** Opening TASK DATA block **
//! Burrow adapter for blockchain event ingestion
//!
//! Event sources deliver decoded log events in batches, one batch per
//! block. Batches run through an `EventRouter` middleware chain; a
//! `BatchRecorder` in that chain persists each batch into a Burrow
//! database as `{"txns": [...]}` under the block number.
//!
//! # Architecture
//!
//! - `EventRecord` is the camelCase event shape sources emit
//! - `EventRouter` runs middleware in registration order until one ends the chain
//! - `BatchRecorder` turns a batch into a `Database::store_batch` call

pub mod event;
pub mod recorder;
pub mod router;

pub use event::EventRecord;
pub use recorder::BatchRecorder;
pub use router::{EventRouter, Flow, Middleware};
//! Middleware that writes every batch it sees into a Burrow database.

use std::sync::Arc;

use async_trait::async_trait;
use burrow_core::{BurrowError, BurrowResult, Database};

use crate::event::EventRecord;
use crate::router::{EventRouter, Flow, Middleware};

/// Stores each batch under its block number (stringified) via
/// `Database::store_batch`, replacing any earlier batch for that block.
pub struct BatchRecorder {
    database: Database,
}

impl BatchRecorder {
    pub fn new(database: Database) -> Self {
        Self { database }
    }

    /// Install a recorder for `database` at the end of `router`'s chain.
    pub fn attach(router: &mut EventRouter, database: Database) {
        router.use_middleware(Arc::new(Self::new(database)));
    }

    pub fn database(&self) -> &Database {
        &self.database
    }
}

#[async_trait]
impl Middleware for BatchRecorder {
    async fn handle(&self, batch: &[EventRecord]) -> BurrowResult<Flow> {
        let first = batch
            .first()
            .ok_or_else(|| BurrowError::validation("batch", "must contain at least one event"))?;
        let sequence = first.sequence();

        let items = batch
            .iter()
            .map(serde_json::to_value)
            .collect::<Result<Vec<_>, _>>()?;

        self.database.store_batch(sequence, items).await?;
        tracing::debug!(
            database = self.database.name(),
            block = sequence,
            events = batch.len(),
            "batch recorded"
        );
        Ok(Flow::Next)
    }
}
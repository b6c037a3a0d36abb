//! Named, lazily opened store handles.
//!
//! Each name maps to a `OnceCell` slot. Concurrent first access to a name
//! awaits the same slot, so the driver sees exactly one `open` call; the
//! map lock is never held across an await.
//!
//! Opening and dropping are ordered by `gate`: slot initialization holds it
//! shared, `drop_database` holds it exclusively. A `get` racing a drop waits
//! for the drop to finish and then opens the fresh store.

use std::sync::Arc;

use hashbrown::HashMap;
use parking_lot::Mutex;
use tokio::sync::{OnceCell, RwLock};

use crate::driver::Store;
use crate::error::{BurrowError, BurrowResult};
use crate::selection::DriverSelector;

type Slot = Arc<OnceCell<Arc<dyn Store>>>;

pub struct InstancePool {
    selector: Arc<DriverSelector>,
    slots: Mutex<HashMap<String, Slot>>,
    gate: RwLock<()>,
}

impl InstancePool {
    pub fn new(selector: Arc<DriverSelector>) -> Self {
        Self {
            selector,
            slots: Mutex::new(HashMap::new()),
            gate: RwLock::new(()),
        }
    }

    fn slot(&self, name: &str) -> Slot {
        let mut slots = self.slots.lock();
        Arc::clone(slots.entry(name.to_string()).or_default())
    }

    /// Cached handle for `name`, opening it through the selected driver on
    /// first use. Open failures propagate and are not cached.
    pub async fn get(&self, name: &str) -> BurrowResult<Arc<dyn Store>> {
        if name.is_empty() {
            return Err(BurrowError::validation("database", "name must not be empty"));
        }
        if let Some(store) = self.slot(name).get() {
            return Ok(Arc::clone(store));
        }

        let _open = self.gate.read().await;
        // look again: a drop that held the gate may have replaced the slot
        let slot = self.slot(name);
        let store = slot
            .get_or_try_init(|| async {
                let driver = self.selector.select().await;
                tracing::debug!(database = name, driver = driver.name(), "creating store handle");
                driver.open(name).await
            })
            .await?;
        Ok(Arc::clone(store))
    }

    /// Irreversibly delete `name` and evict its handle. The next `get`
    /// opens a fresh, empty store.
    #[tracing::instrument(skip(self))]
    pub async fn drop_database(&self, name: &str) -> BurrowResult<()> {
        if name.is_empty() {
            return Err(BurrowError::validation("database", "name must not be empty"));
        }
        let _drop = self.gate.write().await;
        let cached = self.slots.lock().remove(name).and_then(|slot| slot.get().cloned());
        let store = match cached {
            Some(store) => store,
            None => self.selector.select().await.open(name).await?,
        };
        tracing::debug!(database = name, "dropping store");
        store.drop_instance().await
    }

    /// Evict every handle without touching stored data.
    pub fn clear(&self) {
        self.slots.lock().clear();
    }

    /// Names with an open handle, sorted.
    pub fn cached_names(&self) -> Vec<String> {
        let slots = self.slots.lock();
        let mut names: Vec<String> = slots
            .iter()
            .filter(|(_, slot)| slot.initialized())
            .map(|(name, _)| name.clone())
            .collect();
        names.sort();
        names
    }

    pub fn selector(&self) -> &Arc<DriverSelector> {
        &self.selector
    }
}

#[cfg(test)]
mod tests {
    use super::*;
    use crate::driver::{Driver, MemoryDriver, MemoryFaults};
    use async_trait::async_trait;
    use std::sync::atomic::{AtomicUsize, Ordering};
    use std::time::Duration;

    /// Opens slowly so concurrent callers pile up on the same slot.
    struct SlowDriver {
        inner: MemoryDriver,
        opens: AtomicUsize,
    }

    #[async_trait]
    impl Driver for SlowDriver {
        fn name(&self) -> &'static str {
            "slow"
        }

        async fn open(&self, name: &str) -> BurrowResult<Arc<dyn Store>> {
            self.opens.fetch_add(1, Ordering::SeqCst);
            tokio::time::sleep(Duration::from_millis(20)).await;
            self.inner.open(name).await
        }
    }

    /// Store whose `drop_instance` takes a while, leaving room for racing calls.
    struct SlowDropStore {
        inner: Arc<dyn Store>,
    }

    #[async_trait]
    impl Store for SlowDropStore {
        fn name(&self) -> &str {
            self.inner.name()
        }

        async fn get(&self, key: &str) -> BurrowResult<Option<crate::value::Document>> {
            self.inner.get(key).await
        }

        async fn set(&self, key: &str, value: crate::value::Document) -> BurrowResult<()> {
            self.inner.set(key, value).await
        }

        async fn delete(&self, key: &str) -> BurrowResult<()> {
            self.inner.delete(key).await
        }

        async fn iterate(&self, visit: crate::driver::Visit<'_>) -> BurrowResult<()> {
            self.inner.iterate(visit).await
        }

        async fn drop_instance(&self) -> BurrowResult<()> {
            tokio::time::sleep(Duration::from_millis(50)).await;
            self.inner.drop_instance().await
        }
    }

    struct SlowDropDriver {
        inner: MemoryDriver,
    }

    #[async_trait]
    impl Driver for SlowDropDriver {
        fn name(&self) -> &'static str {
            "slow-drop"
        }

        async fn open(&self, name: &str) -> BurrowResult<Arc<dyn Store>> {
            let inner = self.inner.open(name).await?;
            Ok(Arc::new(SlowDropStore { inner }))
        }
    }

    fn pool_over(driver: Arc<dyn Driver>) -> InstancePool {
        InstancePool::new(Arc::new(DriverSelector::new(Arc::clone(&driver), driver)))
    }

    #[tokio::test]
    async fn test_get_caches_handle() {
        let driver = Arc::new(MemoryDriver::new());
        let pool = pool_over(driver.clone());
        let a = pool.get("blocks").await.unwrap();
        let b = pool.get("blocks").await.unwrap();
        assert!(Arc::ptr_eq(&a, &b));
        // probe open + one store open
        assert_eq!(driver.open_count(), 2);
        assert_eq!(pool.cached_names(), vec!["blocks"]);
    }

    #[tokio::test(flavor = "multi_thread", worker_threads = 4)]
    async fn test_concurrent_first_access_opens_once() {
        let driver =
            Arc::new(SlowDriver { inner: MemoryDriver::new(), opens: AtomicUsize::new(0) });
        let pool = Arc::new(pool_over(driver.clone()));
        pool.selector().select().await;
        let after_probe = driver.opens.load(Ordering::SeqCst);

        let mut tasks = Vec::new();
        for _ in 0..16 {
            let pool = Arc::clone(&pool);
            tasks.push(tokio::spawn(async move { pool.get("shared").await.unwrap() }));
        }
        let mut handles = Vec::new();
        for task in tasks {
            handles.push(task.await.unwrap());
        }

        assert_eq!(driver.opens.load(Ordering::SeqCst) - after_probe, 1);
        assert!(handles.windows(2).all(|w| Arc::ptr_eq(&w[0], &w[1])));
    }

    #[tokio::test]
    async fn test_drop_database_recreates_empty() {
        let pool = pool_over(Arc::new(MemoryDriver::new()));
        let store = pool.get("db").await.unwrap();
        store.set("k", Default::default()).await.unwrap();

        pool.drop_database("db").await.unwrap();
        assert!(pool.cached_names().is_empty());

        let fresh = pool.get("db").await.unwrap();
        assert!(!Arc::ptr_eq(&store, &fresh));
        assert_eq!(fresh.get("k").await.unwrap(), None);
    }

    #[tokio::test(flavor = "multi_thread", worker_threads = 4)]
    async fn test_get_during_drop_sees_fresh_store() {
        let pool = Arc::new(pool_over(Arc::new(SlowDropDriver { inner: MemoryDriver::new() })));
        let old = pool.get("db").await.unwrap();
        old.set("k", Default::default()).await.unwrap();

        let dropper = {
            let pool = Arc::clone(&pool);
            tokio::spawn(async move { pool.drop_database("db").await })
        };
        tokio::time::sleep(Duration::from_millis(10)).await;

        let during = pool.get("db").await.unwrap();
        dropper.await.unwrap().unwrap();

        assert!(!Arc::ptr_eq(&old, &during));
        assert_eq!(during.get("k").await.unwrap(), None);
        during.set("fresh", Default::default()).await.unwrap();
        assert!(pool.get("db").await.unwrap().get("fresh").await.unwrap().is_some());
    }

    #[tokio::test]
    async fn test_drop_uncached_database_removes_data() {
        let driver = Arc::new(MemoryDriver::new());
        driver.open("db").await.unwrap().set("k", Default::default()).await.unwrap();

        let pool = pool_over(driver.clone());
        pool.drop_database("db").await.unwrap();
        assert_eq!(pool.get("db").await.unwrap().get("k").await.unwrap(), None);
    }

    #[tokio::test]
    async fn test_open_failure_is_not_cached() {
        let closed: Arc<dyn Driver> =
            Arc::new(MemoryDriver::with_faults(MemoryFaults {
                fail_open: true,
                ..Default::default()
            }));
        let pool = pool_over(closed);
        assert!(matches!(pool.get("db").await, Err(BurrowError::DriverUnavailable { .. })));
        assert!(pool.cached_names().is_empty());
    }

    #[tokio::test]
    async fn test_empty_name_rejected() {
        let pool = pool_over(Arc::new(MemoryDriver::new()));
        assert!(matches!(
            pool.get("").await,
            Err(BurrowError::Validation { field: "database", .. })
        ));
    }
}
** Closing TASK DATA block **
YOUR GOAL ▸ Look above for the line that holds "let pool = pool_over(closed);", then copy it and each line after it exactly, through the last line of the data.

TASK RESPONSE ▸
        let pool = pool_over(closed);
        assert!(matches!(pool.get("db").await, Err(BurrowError::DriverUnavailable { .. })));
        assert!(pool.cached_names().is_empty());
    }

    #[tokio::test]
    async fn test_empty_name_rejected() {
        let pool = pool_over(Arc::new(MemoryDriver::new()));
        assert!(matches!(
            pool.get("").await,
            Err(BurrowError::Validation { field: "database", .. })
        ));
    }
}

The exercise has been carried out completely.